__Problem statement__
The answer must be one number: how many lines below contain the word "await".

__Available records__
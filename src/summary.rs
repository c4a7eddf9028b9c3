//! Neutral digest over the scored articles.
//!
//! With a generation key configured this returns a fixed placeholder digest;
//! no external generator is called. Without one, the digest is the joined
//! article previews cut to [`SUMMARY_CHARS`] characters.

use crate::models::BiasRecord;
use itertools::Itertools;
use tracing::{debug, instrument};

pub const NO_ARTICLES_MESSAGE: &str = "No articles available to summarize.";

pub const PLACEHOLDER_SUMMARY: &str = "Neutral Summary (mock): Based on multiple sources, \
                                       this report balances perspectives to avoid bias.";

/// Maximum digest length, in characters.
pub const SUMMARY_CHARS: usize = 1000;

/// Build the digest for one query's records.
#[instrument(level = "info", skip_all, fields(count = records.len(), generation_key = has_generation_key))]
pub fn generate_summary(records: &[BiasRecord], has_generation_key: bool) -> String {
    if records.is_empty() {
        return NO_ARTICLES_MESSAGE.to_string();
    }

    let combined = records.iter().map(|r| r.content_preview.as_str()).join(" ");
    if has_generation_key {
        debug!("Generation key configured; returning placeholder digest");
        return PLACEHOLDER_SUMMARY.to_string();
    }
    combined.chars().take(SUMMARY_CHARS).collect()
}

* * *

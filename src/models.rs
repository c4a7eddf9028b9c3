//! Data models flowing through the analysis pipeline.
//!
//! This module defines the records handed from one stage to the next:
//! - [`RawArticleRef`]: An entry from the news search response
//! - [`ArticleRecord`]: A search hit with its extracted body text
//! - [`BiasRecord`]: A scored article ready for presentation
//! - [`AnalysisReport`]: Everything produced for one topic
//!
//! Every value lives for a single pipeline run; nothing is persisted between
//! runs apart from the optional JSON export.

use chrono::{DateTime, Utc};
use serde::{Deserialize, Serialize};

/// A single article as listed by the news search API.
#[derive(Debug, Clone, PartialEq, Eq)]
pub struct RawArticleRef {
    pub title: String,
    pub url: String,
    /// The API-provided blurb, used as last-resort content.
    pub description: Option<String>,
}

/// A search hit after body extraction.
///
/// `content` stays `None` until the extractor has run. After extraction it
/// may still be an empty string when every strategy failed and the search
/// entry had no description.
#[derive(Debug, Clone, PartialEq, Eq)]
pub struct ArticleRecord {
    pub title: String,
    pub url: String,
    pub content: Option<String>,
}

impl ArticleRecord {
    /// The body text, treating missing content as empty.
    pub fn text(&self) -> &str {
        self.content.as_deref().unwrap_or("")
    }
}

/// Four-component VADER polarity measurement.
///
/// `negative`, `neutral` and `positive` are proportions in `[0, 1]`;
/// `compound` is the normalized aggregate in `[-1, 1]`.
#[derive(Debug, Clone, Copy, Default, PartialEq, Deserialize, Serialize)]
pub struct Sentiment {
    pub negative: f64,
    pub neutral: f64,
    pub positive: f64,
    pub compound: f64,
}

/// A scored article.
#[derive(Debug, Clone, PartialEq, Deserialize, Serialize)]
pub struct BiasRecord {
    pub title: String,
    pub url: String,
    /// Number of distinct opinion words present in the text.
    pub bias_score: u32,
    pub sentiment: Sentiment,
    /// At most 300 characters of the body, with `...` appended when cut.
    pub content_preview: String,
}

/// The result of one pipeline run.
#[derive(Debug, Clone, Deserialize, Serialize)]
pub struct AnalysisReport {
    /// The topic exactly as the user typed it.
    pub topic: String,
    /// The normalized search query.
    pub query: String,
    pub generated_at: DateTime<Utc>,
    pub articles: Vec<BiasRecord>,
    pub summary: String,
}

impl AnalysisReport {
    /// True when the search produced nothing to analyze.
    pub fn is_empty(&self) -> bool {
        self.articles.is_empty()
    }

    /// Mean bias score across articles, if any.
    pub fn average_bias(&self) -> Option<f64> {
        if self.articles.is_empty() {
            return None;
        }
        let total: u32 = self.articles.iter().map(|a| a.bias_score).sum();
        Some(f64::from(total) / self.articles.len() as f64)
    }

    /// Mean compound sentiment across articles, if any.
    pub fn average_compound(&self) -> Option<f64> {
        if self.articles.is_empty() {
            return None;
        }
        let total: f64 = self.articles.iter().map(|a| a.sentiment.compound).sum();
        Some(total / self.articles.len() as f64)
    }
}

==

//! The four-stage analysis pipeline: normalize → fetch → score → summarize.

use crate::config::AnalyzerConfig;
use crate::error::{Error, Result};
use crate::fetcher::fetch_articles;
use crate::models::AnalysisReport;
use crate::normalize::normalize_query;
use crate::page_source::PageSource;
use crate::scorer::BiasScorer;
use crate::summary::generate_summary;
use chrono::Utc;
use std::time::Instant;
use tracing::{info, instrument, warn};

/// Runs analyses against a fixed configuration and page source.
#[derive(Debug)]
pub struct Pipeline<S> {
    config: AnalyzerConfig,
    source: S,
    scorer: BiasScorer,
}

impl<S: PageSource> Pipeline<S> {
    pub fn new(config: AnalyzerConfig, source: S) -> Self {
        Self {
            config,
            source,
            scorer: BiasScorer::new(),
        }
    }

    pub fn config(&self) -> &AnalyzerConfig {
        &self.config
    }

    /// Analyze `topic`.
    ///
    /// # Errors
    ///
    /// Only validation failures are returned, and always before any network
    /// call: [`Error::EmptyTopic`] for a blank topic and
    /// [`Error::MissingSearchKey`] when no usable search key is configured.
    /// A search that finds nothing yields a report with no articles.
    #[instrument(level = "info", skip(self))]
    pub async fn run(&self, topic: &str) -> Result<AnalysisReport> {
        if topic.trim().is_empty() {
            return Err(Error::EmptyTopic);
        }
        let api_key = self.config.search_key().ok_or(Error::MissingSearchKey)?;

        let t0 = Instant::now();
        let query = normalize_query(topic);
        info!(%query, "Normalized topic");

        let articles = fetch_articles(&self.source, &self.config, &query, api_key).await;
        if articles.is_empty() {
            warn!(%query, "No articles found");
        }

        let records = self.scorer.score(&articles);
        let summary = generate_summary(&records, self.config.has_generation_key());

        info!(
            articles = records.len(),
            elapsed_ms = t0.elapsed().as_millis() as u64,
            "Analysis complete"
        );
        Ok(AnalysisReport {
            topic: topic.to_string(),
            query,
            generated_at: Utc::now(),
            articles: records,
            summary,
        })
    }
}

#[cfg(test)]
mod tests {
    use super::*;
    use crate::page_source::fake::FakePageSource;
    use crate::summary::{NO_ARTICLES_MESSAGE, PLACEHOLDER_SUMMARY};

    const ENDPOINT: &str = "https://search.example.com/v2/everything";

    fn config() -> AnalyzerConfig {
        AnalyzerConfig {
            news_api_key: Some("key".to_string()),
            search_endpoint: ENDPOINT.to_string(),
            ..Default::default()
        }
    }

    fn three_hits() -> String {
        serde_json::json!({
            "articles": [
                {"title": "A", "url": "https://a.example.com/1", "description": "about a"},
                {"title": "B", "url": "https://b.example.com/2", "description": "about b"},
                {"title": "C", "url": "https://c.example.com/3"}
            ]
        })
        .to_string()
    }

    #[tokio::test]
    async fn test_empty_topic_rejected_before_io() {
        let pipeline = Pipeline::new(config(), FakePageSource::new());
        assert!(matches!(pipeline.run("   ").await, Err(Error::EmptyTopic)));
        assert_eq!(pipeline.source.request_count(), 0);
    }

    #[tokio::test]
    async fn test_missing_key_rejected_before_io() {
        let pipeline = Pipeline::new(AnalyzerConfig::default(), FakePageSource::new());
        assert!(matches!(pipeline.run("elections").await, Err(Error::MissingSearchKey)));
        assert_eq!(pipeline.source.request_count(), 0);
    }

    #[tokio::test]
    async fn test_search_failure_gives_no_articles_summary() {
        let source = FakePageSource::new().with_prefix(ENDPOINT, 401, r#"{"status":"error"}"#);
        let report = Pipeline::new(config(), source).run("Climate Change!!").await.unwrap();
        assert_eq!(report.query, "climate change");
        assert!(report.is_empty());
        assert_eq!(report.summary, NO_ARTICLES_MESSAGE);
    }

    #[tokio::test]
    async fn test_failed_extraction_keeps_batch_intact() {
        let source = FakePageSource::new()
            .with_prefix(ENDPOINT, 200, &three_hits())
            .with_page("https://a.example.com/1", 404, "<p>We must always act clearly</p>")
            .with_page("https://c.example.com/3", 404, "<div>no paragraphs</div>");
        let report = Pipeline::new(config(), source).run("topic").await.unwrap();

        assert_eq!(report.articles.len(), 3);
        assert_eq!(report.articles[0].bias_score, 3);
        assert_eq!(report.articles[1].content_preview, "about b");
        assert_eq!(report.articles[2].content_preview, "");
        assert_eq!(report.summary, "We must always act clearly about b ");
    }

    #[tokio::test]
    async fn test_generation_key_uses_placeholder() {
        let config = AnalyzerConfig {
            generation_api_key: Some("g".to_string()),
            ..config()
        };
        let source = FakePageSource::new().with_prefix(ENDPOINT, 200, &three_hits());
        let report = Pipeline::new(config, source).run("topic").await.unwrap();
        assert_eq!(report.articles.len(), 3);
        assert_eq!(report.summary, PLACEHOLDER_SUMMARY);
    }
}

__Written solution__
6